▸ SOURCE MATERIAL
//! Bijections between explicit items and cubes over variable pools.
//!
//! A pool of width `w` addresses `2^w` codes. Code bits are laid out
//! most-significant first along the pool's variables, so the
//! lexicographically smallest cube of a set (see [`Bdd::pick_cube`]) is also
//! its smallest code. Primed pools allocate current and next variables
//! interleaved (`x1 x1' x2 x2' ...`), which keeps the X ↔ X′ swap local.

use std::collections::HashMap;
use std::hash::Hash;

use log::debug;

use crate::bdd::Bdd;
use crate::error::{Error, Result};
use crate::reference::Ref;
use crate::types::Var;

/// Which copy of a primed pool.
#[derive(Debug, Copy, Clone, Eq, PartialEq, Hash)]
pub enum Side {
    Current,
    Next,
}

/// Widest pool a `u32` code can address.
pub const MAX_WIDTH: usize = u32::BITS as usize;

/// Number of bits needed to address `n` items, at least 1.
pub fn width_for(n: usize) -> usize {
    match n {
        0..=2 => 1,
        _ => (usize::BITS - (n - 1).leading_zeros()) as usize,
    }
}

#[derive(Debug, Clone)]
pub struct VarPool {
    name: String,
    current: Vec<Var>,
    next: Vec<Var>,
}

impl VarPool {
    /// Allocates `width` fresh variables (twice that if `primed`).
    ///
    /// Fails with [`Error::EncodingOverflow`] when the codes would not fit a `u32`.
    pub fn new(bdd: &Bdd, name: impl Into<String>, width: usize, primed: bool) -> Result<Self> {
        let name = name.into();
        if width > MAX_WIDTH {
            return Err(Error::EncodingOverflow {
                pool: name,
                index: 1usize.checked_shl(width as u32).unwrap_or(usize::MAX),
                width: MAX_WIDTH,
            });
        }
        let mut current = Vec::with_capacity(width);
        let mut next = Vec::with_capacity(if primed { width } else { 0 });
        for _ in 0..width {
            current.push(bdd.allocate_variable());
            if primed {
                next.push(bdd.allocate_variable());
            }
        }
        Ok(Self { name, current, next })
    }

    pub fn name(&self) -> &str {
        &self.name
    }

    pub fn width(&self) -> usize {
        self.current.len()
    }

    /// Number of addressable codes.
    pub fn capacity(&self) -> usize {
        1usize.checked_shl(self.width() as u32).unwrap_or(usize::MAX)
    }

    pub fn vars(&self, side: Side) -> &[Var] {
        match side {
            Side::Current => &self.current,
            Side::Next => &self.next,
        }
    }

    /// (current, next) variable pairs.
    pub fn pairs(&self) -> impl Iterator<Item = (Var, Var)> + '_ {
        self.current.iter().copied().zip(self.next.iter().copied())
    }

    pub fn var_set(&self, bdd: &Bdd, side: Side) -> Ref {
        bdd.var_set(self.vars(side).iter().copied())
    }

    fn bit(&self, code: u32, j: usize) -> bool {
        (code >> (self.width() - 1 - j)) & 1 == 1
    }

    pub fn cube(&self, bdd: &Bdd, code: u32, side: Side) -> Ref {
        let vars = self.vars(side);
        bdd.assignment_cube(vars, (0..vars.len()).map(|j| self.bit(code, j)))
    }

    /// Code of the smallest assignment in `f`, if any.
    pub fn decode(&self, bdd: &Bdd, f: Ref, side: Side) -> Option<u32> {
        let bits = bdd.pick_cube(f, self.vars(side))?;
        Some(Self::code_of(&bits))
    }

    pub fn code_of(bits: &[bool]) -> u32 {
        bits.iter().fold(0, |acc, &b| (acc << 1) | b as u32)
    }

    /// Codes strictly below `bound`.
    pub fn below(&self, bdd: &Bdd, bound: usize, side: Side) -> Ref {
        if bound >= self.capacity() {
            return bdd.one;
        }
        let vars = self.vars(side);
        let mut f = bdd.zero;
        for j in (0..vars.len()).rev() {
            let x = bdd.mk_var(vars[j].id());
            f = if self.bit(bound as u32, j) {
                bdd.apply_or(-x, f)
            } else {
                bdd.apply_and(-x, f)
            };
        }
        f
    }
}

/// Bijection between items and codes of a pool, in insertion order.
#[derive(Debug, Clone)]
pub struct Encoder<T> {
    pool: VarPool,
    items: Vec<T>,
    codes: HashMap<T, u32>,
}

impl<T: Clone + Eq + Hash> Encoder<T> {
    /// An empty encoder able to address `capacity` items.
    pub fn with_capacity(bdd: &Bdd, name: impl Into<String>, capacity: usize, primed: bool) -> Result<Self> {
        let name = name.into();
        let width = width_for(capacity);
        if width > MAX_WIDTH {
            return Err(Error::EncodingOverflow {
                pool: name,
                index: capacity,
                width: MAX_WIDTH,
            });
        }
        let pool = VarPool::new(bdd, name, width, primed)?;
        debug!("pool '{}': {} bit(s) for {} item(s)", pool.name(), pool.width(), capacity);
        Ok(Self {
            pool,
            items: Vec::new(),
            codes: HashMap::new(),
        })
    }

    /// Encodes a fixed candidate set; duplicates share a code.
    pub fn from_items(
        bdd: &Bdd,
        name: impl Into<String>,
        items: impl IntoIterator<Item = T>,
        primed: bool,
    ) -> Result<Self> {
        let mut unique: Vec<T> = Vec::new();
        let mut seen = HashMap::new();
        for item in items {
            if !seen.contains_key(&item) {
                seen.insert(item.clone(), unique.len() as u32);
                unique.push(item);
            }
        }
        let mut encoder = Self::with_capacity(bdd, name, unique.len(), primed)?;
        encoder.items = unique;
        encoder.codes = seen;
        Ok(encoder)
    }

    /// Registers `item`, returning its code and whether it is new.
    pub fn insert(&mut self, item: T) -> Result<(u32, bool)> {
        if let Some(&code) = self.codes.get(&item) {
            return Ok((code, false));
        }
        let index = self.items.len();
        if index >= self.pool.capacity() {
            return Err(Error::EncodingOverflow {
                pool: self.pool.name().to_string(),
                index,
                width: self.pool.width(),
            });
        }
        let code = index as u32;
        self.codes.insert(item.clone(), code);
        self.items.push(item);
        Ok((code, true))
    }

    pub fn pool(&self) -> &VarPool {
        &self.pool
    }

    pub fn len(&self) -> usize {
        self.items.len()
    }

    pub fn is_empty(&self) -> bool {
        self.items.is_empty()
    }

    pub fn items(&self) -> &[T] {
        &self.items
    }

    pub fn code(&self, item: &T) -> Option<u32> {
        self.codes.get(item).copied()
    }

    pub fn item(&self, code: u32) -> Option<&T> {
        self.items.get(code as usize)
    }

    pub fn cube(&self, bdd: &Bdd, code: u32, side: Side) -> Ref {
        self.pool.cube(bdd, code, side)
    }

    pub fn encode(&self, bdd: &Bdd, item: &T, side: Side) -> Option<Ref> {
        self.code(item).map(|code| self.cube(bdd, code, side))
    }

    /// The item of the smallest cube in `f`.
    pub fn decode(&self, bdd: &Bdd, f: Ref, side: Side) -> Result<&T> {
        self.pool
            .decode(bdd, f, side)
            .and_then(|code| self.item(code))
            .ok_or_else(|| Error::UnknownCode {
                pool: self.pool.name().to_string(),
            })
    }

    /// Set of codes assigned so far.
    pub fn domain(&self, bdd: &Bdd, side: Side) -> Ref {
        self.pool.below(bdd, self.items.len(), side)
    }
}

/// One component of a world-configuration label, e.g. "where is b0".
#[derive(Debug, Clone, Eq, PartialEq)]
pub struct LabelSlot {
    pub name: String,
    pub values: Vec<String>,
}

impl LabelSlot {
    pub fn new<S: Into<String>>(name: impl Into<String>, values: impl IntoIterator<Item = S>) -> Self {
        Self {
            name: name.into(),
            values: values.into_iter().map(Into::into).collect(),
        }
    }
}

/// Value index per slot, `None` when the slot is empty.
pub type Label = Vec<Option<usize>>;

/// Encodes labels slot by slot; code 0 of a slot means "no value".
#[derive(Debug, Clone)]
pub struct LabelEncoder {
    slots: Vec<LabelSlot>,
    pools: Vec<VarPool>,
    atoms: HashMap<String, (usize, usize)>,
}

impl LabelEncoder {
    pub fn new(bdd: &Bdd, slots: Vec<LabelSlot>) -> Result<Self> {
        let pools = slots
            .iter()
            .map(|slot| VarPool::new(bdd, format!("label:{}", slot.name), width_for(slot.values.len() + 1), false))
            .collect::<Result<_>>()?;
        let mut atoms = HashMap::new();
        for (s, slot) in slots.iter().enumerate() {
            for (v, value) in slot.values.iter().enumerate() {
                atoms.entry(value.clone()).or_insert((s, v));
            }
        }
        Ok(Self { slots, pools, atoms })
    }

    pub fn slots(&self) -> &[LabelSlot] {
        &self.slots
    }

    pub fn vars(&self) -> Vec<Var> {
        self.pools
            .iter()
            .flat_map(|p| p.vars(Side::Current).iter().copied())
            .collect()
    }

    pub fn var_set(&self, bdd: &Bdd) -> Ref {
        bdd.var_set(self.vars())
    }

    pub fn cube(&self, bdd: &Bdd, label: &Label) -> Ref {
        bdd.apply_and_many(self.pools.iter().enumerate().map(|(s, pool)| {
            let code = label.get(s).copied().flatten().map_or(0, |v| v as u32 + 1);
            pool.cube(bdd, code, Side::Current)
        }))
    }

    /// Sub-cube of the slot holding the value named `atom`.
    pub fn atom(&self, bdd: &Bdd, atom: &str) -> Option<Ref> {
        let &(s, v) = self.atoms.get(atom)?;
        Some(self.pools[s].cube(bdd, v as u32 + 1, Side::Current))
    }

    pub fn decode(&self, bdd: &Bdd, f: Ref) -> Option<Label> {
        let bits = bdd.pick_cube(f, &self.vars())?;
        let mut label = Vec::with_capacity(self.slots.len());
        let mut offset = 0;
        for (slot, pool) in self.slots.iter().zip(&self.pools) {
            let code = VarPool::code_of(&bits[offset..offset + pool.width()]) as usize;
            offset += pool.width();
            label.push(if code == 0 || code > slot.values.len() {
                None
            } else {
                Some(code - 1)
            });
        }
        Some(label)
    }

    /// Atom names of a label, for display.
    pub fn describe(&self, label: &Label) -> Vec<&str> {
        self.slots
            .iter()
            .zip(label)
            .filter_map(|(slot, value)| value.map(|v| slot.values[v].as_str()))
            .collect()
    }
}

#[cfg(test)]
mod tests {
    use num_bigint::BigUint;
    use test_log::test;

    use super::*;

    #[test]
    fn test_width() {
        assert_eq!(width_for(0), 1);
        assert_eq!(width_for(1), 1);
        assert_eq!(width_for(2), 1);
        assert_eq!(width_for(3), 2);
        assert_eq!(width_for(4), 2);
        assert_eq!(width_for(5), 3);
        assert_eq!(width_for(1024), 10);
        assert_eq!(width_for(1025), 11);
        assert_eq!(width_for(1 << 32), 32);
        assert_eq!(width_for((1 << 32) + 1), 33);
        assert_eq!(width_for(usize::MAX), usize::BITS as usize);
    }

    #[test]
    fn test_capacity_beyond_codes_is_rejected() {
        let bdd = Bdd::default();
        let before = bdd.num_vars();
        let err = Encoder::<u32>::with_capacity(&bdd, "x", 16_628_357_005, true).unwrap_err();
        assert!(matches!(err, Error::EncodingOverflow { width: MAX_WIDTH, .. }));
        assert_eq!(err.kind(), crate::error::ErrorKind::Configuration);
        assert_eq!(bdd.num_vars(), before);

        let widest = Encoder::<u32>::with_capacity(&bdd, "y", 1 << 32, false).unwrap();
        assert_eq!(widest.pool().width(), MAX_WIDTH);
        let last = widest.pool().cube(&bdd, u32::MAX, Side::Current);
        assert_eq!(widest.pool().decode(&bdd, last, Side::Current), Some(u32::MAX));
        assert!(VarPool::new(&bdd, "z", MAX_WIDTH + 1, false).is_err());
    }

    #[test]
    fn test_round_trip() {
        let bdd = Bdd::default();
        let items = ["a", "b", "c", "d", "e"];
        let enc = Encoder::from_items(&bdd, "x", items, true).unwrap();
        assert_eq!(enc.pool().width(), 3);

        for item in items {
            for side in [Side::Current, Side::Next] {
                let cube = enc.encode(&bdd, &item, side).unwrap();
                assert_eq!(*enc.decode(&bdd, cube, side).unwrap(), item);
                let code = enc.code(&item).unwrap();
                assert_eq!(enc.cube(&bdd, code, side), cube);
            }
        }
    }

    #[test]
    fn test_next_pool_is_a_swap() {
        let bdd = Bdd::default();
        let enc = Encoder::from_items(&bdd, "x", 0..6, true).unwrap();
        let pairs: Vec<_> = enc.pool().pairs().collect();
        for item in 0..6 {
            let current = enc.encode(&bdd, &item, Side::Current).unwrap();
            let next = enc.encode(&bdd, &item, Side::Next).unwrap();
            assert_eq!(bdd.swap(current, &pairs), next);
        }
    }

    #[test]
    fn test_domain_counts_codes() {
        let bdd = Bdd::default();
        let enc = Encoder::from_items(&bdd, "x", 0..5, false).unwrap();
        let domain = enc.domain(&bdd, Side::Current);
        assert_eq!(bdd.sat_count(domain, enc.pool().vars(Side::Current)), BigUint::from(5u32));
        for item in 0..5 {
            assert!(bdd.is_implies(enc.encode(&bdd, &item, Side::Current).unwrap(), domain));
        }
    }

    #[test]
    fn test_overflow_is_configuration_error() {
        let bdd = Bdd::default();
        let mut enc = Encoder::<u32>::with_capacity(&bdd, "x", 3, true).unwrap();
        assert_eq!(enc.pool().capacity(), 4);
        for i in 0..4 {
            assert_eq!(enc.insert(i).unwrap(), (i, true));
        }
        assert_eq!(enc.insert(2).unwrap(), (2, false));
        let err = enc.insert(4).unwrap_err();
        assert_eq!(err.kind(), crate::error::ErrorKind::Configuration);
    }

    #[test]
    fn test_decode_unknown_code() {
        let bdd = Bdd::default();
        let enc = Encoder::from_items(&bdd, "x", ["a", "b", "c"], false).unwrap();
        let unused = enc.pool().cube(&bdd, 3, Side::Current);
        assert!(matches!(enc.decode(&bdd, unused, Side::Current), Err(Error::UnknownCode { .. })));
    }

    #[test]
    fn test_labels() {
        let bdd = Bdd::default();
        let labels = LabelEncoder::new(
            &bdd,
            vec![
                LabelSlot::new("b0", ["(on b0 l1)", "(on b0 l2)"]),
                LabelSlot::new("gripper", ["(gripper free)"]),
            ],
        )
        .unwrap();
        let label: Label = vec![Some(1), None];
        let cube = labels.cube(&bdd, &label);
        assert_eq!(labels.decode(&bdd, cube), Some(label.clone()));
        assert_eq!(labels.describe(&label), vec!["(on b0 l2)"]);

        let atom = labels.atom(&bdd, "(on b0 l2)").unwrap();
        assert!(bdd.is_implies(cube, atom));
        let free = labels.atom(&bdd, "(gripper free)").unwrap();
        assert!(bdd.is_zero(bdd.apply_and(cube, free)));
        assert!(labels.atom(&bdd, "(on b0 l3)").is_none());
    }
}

▸ WHAT YOU HAVE TO DO
Scan the data above; copy every line where "bool" appears.

▸ PROBLEM SOLUTION
    pub fn new(bdd: &Bdd, name: impl Into<String>, width: usize, primed: bool) -> Result<Self> {
    fn bit(&self, code: u32, j: usize) -> bool {
    pub fn code_of(bits: &[bool]) -> u32 {
    pub fn with_capacity(bdd: &Bdd, name: impl Into<String>, capacity: usize, primed: bool) -> Result<Self> {
        primed: bool,
    pub fn insert(&mut self, item: T) -> Result<(u32, bool)> {
    pub fn is_empty(&self) -> bool {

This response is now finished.